- [Your objective]
All of the data below is to be written out again exactly.
################
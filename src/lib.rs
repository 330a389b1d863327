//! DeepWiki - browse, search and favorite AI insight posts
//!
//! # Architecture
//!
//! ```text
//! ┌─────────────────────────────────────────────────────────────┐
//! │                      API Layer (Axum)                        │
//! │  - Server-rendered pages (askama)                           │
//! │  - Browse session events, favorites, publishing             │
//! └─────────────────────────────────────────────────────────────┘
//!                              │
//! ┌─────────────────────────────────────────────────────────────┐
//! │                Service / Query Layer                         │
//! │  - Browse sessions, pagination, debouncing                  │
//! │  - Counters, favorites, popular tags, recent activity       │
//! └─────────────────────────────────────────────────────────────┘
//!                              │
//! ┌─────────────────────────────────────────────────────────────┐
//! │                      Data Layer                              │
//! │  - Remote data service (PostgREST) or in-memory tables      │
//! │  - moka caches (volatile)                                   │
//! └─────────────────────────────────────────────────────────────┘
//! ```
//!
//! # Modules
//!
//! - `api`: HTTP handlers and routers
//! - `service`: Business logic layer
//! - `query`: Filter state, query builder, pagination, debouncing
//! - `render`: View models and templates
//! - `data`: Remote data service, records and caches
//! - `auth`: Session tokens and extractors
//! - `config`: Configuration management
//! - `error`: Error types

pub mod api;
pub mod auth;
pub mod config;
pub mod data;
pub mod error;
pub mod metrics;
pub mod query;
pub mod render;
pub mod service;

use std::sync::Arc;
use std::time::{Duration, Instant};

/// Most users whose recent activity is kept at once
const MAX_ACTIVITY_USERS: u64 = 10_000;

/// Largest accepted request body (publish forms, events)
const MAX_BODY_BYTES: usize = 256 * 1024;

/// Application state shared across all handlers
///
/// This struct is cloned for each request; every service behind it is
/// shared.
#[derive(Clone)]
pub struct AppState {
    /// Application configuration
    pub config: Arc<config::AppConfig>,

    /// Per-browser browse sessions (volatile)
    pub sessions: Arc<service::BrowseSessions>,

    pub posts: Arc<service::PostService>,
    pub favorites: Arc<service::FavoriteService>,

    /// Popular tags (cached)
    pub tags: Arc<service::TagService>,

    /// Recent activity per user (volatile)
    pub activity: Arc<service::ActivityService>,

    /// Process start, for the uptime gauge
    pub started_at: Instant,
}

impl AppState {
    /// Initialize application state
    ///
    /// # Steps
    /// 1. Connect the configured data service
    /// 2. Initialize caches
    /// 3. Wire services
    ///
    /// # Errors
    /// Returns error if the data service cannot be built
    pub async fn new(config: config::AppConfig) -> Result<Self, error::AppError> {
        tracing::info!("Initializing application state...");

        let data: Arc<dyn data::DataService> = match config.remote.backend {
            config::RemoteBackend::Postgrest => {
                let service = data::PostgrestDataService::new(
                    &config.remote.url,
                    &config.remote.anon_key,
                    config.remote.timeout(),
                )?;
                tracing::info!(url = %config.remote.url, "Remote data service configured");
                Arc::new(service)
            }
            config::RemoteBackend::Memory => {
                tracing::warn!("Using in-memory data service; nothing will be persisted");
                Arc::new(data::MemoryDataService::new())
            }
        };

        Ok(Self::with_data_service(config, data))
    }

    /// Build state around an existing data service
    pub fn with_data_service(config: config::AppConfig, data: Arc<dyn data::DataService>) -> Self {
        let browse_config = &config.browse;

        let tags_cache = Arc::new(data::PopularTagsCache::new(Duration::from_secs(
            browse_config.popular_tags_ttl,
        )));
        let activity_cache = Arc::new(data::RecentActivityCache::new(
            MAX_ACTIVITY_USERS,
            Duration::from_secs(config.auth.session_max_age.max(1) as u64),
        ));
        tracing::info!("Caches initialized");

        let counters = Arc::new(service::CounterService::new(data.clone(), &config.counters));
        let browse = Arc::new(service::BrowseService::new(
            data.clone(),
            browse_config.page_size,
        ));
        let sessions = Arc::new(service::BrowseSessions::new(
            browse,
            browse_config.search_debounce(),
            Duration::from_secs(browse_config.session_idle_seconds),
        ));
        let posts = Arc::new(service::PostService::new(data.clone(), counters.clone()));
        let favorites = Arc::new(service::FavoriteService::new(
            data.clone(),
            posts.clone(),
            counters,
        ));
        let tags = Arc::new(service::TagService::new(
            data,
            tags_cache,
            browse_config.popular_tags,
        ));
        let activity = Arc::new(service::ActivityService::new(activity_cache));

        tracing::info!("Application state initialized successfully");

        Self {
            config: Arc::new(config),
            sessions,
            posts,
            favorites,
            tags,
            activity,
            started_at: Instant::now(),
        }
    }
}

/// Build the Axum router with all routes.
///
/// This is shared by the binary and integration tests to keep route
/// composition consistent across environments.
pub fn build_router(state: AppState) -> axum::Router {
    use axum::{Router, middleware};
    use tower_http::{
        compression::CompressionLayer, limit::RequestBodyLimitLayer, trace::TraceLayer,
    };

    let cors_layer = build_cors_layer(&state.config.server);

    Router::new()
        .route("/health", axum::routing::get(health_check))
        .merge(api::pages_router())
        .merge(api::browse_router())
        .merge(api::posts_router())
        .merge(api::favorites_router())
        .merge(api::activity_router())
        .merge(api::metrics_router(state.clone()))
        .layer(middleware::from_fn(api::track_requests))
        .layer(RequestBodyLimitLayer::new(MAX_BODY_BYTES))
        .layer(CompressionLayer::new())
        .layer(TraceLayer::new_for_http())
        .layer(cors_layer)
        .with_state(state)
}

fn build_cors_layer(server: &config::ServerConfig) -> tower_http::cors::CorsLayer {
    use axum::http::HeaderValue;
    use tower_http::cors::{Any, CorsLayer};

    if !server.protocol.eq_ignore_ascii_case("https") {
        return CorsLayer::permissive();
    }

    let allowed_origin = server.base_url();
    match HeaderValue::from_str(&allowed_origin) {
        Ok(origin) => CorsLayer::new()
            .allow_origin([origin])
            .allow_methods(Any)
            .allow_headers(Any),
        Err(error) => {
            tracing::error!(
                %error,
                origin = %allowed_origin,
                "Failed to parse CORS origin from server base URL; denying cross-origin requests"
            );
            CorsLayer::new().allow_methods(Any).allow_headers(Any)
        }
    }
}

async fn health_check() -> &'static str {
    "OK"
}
################
- [Result of the exercise]
filename src/lib.rs
repository 330a389b1d863327
//! DeepWiki - browse, search and favorite AI insight posts
//!
//! # Architecture
//!
//! ```text
//! ┌─────────────────────────────────────────────────────────────┐
//! │                      API Layer (Axum)                        │
//! │  - Server-rendered pages (askama)                           │
//! │  - Browse session events, favorites, publishing             │
//! └─────────────────────────────────────────────────────────────┘
//!                              │
//! ┌─────────────────────────────────────────────────────────────┐
//! │                Service / Query Layer                         │
//! │  - Browse sessions, pagination, debouncing                  │
//! │  - Counters, favorites, popular tags, recent activity       │
//! └─────────────────────────────────────────────────────────────┘
//!                              │
//! ┌─────────────────────────────────────────────────────────────┐
//! │                      Data Layer                              │
//! │  - Remote data service (PostgREST) or in-memory tables      │
//! │  - moka caches (volatile)                                   │
//! └─────────────────────────────────────────────────────────────┘
//! ```
//!
//! # Modules
//!
//! - `api`: HTTP handlers and routers
//! - `service`: Business logic layer
//! - `query`: Filter state, query builder, pagination, debouncing
//! - `render`: View models and templates
//! - `data`: Remote data service, records and caches
//! - `auth`: Session tokens and extractors
//! - `config`: Configuration management
//! - `error`: Error types

pub mod api;
pub mod auth;
pub mod config;
pub mod data;
pub mod error;
pub mod metrics;
pub mod query;
pub mod render;
pub mod service;

use std::sync::Arc;
use std::time::{Duration, Instant};

/// Most users whose recent activity is kept at once
const MAX_ACTIVITY_USERS: u64 = 10_000;

/// Largest accepted request body (publish forms, events)
const MAX_BODY_BYTES: usize = 256 * 1024;

/// Application state shared across all handlers
///
/// This struct is cloned for each request; every service behind it is
/// shared.
#[derive(Clone)]
pub struct AppState {
    /// Application configuration
    pub config: Arc<config::AppConfig>,

    /// Per-browser browse sessions (volatile)
    pub sessions: Arc<service::BrowseSessions>,

    pub posts: Arc<service::PostService>,
    pub favorites: Arc<service::FavoriteService>,

    /// Popular tags (cached)
    pub tags: Arc<service::TagService>,

    /// Recent activity per user (volatile)
    pub activity: Arc<service::ActivityService>,

    /// Process start, for the uptime gauge
    pub started_at: Instant,
}

impl AppState {
    /// Initialize application state
    ///
    /// # Steps
    /// 1. Connect the configured data service
    /// 2. Initialize caches
    /// 3. Wire services
    ///
    /// # Errors
    /// Returns error if the data service cannot be built
    pub async fn new(config: config::AppConfig) -> Result<Self, error::AppError> {
        tracing::info!("Initializing application state...");

        let data: Arc<dyn data::DataService> = match config.remote.backend {
            config::RemoteBackend::Postgrest => {
                let service = data::PostgrestDataService::new(
                    &config.remote.url,
                    &config.remote.anon_key,
                    config.remote.timeout(),
                )?;
                tracing::info!(url = %config.remote.url, "Remote data service configured");
                Arc::new(service)
            }
            config::RemoteBackend::Memory => {
                tracing::warn!("Using in-memory data service; nothing will be persisted");
                Arc::new(data::MemoryDataService::new())
            }
        };

        Ok(Self::with_data_service(config, data))
    }

    /// Build state around an existing data service
    pub fn with_data_service(config: config::AppConfig, data: Arc<dyn data::DataService>) -> Self {
        let browse_config = &config.browse;

        let tags_cache = Arc::new(data::PopularTagsCache::new(Duration::from_secs(
            browse_config.popular_tags_ttl,
        )));
        let activity_cache = Arc::new(data::RecentActivityCache::new(
            MAX_ACTIVITY_USERS,
            Duration::from_secs(config.auth.session_max_age.max(1) as u64),
        ));
        tracing::info!("Caches initialized");

        let counters = Arc::new(service::CounterService::new(data.clone(), &config.counters));
        let browse = Arc::new(service::BrowseService::new(
            data.clone(),
            browse_config.page_size,
        ));
        let sessions = Arc::new(service::BrowseSessions::new(
            browse,
            browse_config.search_debounce(),
            Duration::from_secs(browse_config.session_idle_seconds),
        ));
        let posts = Arc::new(service::PostService::new(data.clone(), counters.clone()));
        let favorites = Arc::new(service::FavoriteService::new(
            data.clone(),
            posts.clone(),
            counters,
        ));
        let tags = Arc::new(service::TagService::new(
            data,
            tags_cache,
            browse_config.popular_tags,
        ));
        let activity = Arc::new(service::ActivityService::new(activity_cache));

        tracing::info!("Application state initialized successfully");

        Self {
            config: Arc::new(config),
            sessions,
            posts,
            favorites,
            tags,
            activity,
            started_at: Instant::now(),
        }
    }
}

/// Build the Axum router with all routes.
///
/// This is shared by the binary and integration tests to keep route
/// composition consistent across environments.
pub fn build_router(state: AppState) -> axum::Router {
    use axum::{Router, middleware};
    use tower_http::{
        compression::CompressionLayer, limit::RequestBodyLimitLayer, trace::TraceLayer,
    };

    let cors_layer = build_cors_layer(&state.config.server);

    Router::new()
        .route("/health", axum::routing::get(health_check))
        .merge(api::pages_router())
        .merge(api::browse_router())
        .merge(api::posts_router())
        .merge(api::favorites_router())
        .merge(api::activity_router())
        .merge(api::metrics_router(state.clone()))
        .layer(middleware::from_fn(api::track_requests))
        .layer(RequestBodyLimitLayer::new(MAX_BODY_BYTES))
        .layer(CompressionLayer::new())
        .layer(TraceLayer::new_for_http())
        .layer(cors_layer)
        .with_state(state)
}

fn build_cors_layer(server: &config::ServerConfig) -> tower_http::cors::CorsLayer {
    use axum::http::HeaderValue;
    use tower_http::cors::{Any, CorsLayer};

    if !server.protocol.eq_ignore_ascii_case("https") {
        return CorsLayer::permissive();
    }

    let allowed_origin = server.base_url();
    match HeaderValue::from_str(&allowed_origin) {
        Ok(origin) => CorsLayer::new()
            .allow_origin([origin])
            .allow_methods(Any)
            .allow_headers(Any),
        Err(error) => {
            tracing::error!(
                %error,
                origin = %allowed_origin,
                "Failed to parse CORS origin from server base URL; denying cross-origin requests"
            );
            CorsLayer::new().allow_methods(Any).allow_headers(Any)
        }
    }
}

async fn health_check() -> &'static str {
    "OK"
}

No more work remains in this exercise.